Sheriff’s spokesman Sgt. Shannon Jenkins said Friday that there was no evidence of any crime in the deaths of 35-year-old Carol Elaine Davidson and her daughter, RoseMarry Davidson.
Jenkins said the results of the investigation show that Carol Davidson’s death was accidental due to methamphetamine intoxication with contributing environmental hypothermia. The cause of the child’s death was left undetermined, but was most likely due to starvation or environmental hypothermia, Jenkins said. Environmental hypothermia is when natural conditions cause a body’s temperature to drop to abnormally low levels.
Family members reported Davidson and her daughter missing from Siloam Springs on Nov. 12.
The bodies were found in February near Lookout Tower Road, roughly 12 miles southeast of Siloam Springs, and taken to the state Crime Laboratory in Little Rock.
Jenkins said the medical examiner found methamphetamine in Carol Davidson’s system. Jenkins said they believe Davidson’s vehicle got stuck and she exited the vehicle with her daughter to get help. Jenkins said Davidson may have been disoriented because of the methamphetamine and wandered into the woods where she got lost.
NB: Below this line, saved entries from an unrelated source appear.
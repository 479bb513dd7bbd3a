// SPDX-License-Identifier: BSD-3-Clause
// Copyright 2025. Triad National Security, LLC.

//! A compact remote-call runtime: named functions and named remote-object
//! instances invoked across a process boundary, with typed parameter
//! marshalling, in-out parameter propagation, fault marshalling, and
//! server-side instance lifetime management.
//!
//! Moving bytes is delegated to a [`Transport`] collaborator; this crate
//! owns the codec use, the call protocol, the dispatch tables, and the
//! instance registry. See the `remote_functions!`, `remote_interface!`,
//! and `remote_class!` macros for the declaration surface, and
//! [`server::process`] for the dispatch entry point a transport feeds.

pub mod client;
pub mod loopback;
pub mod server;
pub mod stream;

mod macros;

pub use client::{Call, Param, Transport};
pub use wire_format::{Fault, FaultKind, Reader, WireError, WireRead, WireWrite, Writer};

use std::fmt;

/// The possible errors a call site can observe.
#[derive(Debug)]
pub enum Error {
    /// A fault raised by the runtime or marshalled back from the server.
    /// Transport delivery failures surface here too, as
    /// [`FaultKind::Transport`].
    Fault(Fault),

    /// Decoding a reply failed. With an untagged wire format this is what a
    /// signature disagreement between the two peers looks like.
    Wire(WireError),
}

impl Error {
    /// The fault kind, if this error is a fault.
    pub fn fault_kind(&self) -> Option<FaultKind> {
        match self {
            Self::Fault(fault) => Some(fault.kind()),
            Self::Wire(_) => None,
        }
    }
}

impl std::error::Error for Error {}

impl fmt::Display for Error {
    fn fmt(&self, f: &mut fmt::Formatter) -> fmt::Result {
        match self {
            Self::Fault(e) => write!(f, "Call fault: {e}"),
            Self::Wire(e) => write!(f, "Wire error: {e}"),
        }
    }
}

impl From<Fault> for Error {
    fn from(e: Fault) -> Self {
        Self::Fault(e)
    }
}

impl From<WireError> for Error {
    fn from(e: WireError) -> Self {
        Self::Wire(e)
    }
}
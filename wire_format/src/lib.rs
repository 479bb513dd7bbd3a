// SPDX-License-Identifier: BSD-3-Clause
// Copyright 2025. Triad National Security, LLC.

//! Schema-directed binary codec for the remote-call runtime.
//!
//! There are no type tags and no versioning on the wire: both peers decode
//! with the signature they declared, and a disagreement shows up as a
//! decode failure (missing or leftover bytes), not as a diagnostic.

mod fault;

pub use fault::{Fault, FaultKind};

use std::collections::BTreeMap;
use std::fmt;

/// The possible errors that can arise from decoding a value off the wire.
#[derive(Debug, Clone, PartialEq, Eq)]
pub enum WireError {
    /// The buffer ended before the value did.
    Truncated,

    /// A string's bytes were not valid UTF-8.
    InvalidUtf8,

    /// A decoded `char` scalar value is not a valid code point.
    InvalidChar(u32),

    /// A fault tag that is not part of the taxonomy.
    InvalidFaultTag(i32),

    /// A reply was decoded completely but bytes were left over. This is the
    /// observable form of a signature disagreement between peers.
    TrailingBytes(usize),
}

impl fmt::Display for WireError {
    fn fmt(&self, f: &mut fmt::Formatter) -> fmt::Result {
        match self {
            Self::Truncated => write!(f, "Buffer ended mid-value"),
            Self::InvalidUtf8 => write!(f, "String is not valid UTF-8"),
            Self::InvalidChar(v) => write!(f, "Invalid char scalar value {v:#x}"),
            Self::InvalidFaultTag(t) => write!(f, "Unknown fault tag {t}"),
            Self::TrailingBytes(n) => write!(f, "{n} bytes left over after decoding"),
        }
    }
}

/// Append-only byte buffer used to assemble a frame.
#[derive(Default)]
pub struct Writer {
    buf: Vec<u8>,
}

impl Writer {
    pub fn new() -> Self {
        Self::default()
    }

    pub fn push(&mut self, byte: u8) {
        self.buf.push(byte);
    }

    pub fn extend_from_slice(&mut self, bytes: &[u8]) {
        self.buf.extend_from_slice(bytes);
    }

    /// Discard everything written so far. Dispatch uses this to throw away a
    /// partially written reply once a callee has failed.
    pub fn clear(&mut self) {
        self.buf.clear();
    }

    pub fn len(&self) -> usize {
        self.buf.len()
    }

    pub fn is_empty(&self) -> bool {
        self.buf.is_empty()
    }

    pub fn into_bytes(self) -> Vec<u8> {
        self.buf
    }
}

/// Cursor over a received frame.
pub struct Reader<'a> {
    buf: &'a [u8],
    pos: usize,
}

impl<'a> Reader<'a> {
    pub fn new(buf: &'a [u8]) -> Self {
        Self { buf, pos: 0 }
    }

    /// The byte at the cursor, without advancing. Dispatch peeks here to
    /// classify a frame before committing to a decode path.
    pub fn peek(&self) -> Option<u8> {
        self.buf.get(self.pos).copied()
    }

    pub fn remaining(&self) -> usize {
        self.buf.len() - self.pos
    }

    /// Consume and return the next `n` bytes.
    pub fn take(&mut self, n: usize) -> Result<&'a [u8], WireError> {
        if self.remaining() < n {
            return Err(WireError::Truncated);
        }

        let bytes = &self.buf[self.pos..self.pos + n];
        self.pos += n;

        Ok(bytes)
    }

    /// Consume bytes up to (and including) the next `0x00`, returning the
    /// bytes before it.
    pub fn take_until_nul(&mut self) -> Result<&'a [u8], WireError> {
        let rest = &self.buf[self.pos..];

        let Some(end) = rest.iter().position(|&b| b == 0) else {
            return Err(WireError::Truncated);
        };

        self.pos += end + 1;

        Ok(&rest[..end])
    }
}

/// A value that can be appended to a frame.
pub trait WireWrite {
    /// True for remote-object handles, which are encoded as their instance
    /// identifier string. The runtime keys client tagging and server-side
    /// ownership tracking off this, so it lives with the codec rather than
    /// being rediscovered by runtime type inspection.
    const IS_HANDLE: bool = false;

    fn serialize(&self, w: &mut Writer);
}

/// A value that can be decoded off a frame.
pub trait WireRead: Sized {
    /// See [`WireWrite::IS_HANDLE`].
    const IS_HANDLE: bool = false;

    fn deserialize(r: &mut Reader<'_>) -> Result<Self, WireError>;
}

// Fixed-width primitives travel as their native byte representation. Both
// peers are assumed to share width and endianness.
macro_rules! wire_primitive {
    ($($t:ty),+) => {
        $(
            impl WireWrite for $t {
                fn serialize(&self, w: &mut Writer) {
                    w.extend_from_slice(&self.to_ne_bytes());
                }
            }

            impl WireRead for $t {
                fn deserialize(r: &mut Reader<'_>) -> Result<Self, WireError> {
                    let bytes = r.take(std::mem::size_of::<$t>())?;

                    Ok(<$t>::from_ne_bytes(bytes.try_into().unwrap()))
                }
            }
        )+
    };
}

wire_primitive!(u8, i8, u16, i16, u32, i32, u64, i64, usize, isize, f32, f64);

impl WireWrite for bool {
    fn serialize(&self, w: &mut Writer) {
        w.push(*self as u8);
    }
}

impl WireRead for bool {
    fn deserialize(r: &mut Reader<'_>) -> Result<Self, WireError> {
        Ok(r.take(1)?[0] != 0)
    }
}

impl WireWrite for char {
    fn serialize(&self, w: &mut Writer) {
        (*self as u32).serialize(w);
    }
}

impl WireRead for char {
    fn deserialize(r: &mut Reader<'_>) -> Result<Self, WireError> {
        let scalar = u32::deserialize(r)?;

        char::from_u32(scalar).ok_or(WireError::InvalidChar(scalar))
    }
}

// Strings are their bytes followed by a single 0x00. There is no length
// prefix, which is why interior NULs are a caller contract violation.
impl WireWrite for str {
    fn serialize(&self, w: &mut Writer) {
        debug_assert!(
            !self.bytes().any(|b| b == 0),
            "strings must not contain interior NULs"
        );

        w.extend_from_slice(self.as_bytes());
        w.push(0);
    }
}

impl WireWrite for &str {
    fn serialize(&self, w: &mut Writer) {
        (**self).serialize(w);
    }
}

impl WireWrite for String {
    fn serialize(&self, w: &mut Writer) {
        self.as_str().serialize(w);
    }
}

impl WireRead for String {
    fn deserialize(r: &mut Reader<'_>) -> Result<Self, WireError> {
        let bytes = r.take_until_nul()?;

        String::from_utf8(bytes.to_vec()).map_err(|_| WireError::InvalidUtf8)
    }
}

impl<T: WireWrite> WireWrite for Vec<T> {
    fn serialize(&self, w: &mut Writer) {
        self.len().serialize(w);

        for el in self {
            el.serialize(w);
        }
    }
}

impl<T: WireRead> WireRead for Vec<T> {
    fn deserialize(r: &mut Reader<'_>) -> Result<Self, WireError> {
        let size = usize::deserialize(r)?;

        // No up-front reservation: a mismatched decode can produce an
        // arbitrary size, and pushing hits Truncated long before it hurts.
        let mut v = Vec::new();
        for _ in 0..size {
            v.push(T::deserialize(r)?);
        }

        Ok(v)
    }
}

impl<K: WireWrite, V: WireWrite> WireWrite for BTreeMap<K, V> {
    fn serialize(&self, w: &mut Writer) {
        self.len().serialize(w);

        for (key, value) in self {
            key.serialize(w);
            value.serialize(w);
        }
    }
}

impl<K: WireRead + Ord, V: WireRead> WireRead for BTreeMap<K, V> {
    fn deserialize(r: &mut Reader<'_>) -> Result<Self, WireError> {
        let size = usize::deserialize(r)?;

        let mut m = BTreeMap::new();
        for _ in 0..size {
            let key = K::deserialize(r)?;
            let value = V::deserialize(r)?;

            m.insert(key, value);
        }

        Ok(m)
    }
}

// Unit occupies no bytes at all. Callees declared without a return value
// decode their "return" from an empty suffix, which keeps the call engine
// uniform.
impl WireWrite for () {
    fn serialize(&self, _w: &mut Writer) {}
}

impl WireRead for () {
    fn deserialize(_r: &mut Reader<'_>) -> Result<Self, WireError> {
        Ok(())
    }
}

// Tuples are their elements concatenated in declaration order, no count.
macro_rules! wire_tuple {
    ($($t:ident . $idx:tt),+) => {
        impl<$($t: WireWrite),+> WireWrite for ($($t,)+) {
            fn serialize(&self, w: &mut Writer) {
                $( self.$idx.serialize(w); )+
            }
        }

        impl<$($t: WireRead),+> WireRead for ($($t,)+) {
            fn deserialize(r: &mut Reader<'_>) -> Result<Self, WireError> {
                Ok(($( $t::deserialize(r)?, )+))
            }
        }
    };
}

wire_tuple!(A.0);
wire_tuple!(A.0, B.1);
wire_tuple!(A.0, B.1, C.2);
wire_tuple!(A.0, B.1, C.2, D.3);
wire_tuple!(A.0, B.1, C.2, D.3, E.4);
wire_tuple!(A.0, B.1, C.2, D.3, E.4, F.5);
wire_tuple!(A.0, B.1, C.2, D.3, E.4, F.5, G.6);
wire_tuple!(A.0, B.1, C.2, D.3, E.4, F.5, G.6, H.7);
The area where the bodies were found is a mile and a half from where searchers found Davidson’s vehicle in November, Benton County Chief Deputy Meyer Gilbert previously said.
Authorities searched the area for the pair after they disappeared in November, but the bodies weren’t discovered until a deer hunter found Carol Davidson’s body in February.
Gilbert said at Friday’s news conference that the location where the bodies were found was out of the search area.